- **What you should do**:
Exactly as written, return every line of the data below.

- **Extracted material**:

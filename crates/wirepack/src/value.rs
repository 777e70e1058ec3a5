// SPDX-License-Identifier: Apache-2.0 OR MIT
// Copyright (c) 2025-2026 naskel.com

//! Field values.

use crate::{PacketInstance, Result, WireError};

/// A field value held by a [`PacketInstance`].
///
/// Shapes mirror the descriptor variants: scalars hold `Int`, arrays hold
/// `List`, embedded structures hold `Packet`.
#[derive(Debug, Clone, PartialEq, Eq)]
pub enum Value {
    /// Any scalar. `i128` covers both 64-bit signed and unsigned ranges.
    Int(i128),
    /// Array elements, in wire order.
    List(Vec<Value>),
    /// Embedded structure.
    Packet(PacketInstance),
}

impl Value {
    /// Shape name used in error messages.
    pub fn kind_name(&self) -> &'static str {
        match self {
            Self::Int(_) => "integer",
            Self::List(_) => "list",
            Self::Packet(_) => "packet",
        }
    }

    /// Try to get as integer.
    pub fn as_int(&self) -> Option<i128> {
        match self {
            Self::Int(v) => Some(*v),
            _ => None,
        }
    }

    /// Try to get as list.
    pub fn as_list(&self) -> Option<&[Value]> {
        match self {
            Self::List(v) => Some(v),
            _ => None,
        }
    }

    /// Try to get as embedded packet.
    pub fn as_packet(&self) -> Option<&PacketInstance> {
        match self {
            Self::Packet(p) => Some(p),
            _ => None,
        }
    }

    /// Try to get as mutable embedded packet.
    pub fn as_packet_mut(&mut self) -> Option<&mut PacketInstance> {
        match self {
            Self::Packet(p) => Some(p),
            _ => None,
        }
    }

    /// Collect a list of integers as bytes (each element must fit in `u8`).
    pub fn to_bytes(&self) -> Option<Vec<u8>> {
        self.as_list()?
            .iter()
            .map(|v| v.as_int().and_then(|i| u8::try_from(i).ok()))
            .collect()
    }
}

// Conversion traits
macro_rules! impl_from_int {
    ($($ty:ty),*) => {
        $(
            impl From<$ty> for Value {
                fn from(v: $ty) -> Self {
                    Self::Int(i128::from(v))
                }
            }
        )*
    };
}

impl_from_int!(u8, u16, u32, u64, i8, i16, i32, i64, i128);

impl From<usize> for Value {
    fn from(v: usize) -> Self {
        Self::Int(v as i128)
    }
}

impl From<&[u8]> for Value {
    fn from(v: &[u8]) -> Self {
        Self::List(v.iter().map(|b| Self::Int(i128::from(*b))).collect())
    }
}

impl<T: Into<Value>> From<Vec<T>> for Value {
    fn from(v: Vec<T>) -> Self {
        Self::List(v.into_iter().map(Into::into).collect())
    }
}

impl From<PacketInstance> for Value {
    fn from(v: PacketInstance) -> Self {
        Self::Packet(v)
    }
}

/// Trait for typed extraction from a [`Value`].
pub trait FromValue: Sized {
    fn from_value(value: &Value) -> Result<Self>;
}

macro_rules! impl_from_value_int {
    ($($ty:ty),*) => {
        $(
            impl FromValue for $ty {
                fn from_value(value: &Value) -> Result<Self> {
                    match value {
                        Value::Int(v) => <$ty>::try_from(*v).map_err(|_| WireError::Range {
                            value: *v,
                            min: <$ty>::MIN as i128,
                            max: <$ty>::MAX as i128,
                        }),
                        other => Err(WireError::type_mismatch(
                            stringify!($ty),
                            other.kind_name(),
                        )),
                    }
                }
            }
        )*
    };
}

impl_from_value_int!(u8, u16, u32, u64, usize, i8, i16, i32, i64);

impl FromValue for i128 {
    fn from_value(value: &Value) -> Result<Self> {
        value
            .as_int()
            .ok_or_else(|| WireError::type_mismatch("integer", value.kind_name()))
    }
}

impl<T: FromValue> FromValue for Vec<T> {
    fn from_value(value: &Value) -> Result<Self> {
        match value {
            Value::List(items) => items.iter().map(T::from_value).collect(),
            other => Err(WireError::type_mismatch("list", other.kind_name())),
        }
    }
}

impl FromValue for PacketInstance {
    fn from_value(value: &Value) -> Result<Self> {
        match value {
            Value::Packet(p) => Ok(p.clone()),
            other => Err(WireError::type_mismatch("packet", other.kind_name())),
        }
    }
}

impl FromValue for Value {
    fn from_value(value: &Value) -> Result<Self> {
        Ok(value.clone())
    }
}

- **Your response**:
filename crates/wirepack/src/value.rs
repository 777e70e1058ec3a5
// SPDX-License-Identifier: Apache-2.0 OR MIT
// Copyright (c) 2025-2026 naskel.com

//! Field values.

use crate::{PacketInstance, Result, WireError};

/// A field value held by a [`PacketInstance`].
///
/// Shapes mirror the descriptor variants: scalars hold `Int`, arrays hold
/// `List`, embedded structures hold `Packet`.
#[derive(Debug, Clone, PartialEq, Eq)]
pub enum Value {
    /// Any scalar. `i128` covers both 64-bit signed and unsigned ranges.
    Int(i128),
    /// Array elements, in wire order.
    List(Vec<Value>),
    /// Embedded structure.
    Packet(PacketInstance),
}

impl Value {
    /// Shape name used in error messages.
    pub fn kind_name(&self) -> &'static str {
        match self {
            Self::Int(_) => "integer",
            Self::List(_) => "list",
            Self::Packet(_) => "packet",
        }
    }

    /// Try to get as integer.
    pub fn as_int(&self) -> Option<i128> {
        match self {
            Self::Int(v) => Some(*v),
            _ => None,
        }
    }

    /// Try to get as list.
    pub fn as_list(&self) -> Option<&[Value]> {
        match self {
            Self::List(v) => Some(v),
            _ => None,
        }
    }

    /// Try to get as embedded packet.
    pub fn as_packet(&self) -> Option<&PacketInstance> {
        match self {
            Self::Packet(p) => Some(p),
            _ => None,
        }
    }

    /// Try to get as mutable embedded packet.
    pub fn as_packet_mut(&mut self) -> Option<&mut PacketInstance> {
        match self {
            Self::Packet(p) => Some(p),
            _ => None,
        }
    }

    /// Collect a list of integers as bytes (each element must fit in `u8`).
    pub fn to_bytes(&self) -> Option<Vec<u8>> {
        self.as_list()?
            .iter()
            .map(|v| v.as_int().and_then(|i| u8::try_from(i).ok()))
            .collect()
    }
}

// Conversion traits
macro_rules! impl_from_int {
    ($($ty:ty),*) => {
        $(
            impl From<$ty> for Value {
                fn from(v: $ty) -> Self {
                    Self::Int(i128::from(v))
                }
            }
        )*
    };
}

impl_from_int!(u8, u16, u32, u64, i8, i16, i32, i64, i128);

impl From<usize> for Value {
    fn from(v: usize) -> Self {
        Self::Int(v as i128)
    }
}

impl From<&[u8]> for Value {
    fn from(v: &[u8]) -> Self {
        Self::List(v.iter().map(|b| Self::Int(i128::from(*b))).collect())
    }
}

impl<T: Into<Value>> From<Vec<T>> for Value {
    fn from(v: Vec<T>) -> Self {
        Self::List(v.into_iter().map(Into::into).collect())
    }
}

impl From<PacketInstance> for Value {
    fn from(v: PacketInstance) -> Self {
        Self::Packet(v)
    }
}

/// Trait for typed extraction from a [`Value`].
pub trait FromValue: Sized {
    fn from_value(value: &Value) -> Result<Self>;
}

macro_rules! impl_from_value_int {
    ($($ty:ty),*) => {
        $(
            impl FromValue for $ty {
                fn from_value(value: &Value) -> Result<Self> {
                    match value {
                        Value::Int(v) => <$ty>::try_from(*v).map_err(|_| WireError::Range {
                            value: *v,
                            min: <$ty>::MIN as i128,
                            max: <$ty>::MAX as i128,
                        }),
                        other => Err(WireError::type_mismatch(
                            stringify!($ty),
                            other.kind_name(),
                        )),
                    }
                }
            }
        )*
    };
}

impl_from_value_int!(u8, u16, u32, u64, usize, i8, i16, i32, i64);

impl FromValue for i128 {
    fn from_value(value: &Value) -> Result<Self> {
        value
            .as_int()
            .ok_or_else(|| WireError::type_mismatch("integer", value.kind_name()))
    }
}

impl<T: FromValue> FromValue for Vec<T> {
    fn from_value(value: &Value) -> Result<Self> {
        match value {
            Value::List(items) => items.iter().map(T::from_value).collect(),
            other => Err(WireError::type_mismatch("list", other.kind_name())),
        }
    }
}

impl FromValue for PacketInstance {
    fn from_value(value: &Value) -> Result<Self> {
        match value {
            Value::Packet(p) => Ok(p.clone()),
            other => Err(WireError::type_mismatch("packet", other.kind_name())),
        }
    }
}

impl FromValue for Value {
    fn from_value(value: &Value) -> Result<Self> {
        Ok(value.clone())
    }
}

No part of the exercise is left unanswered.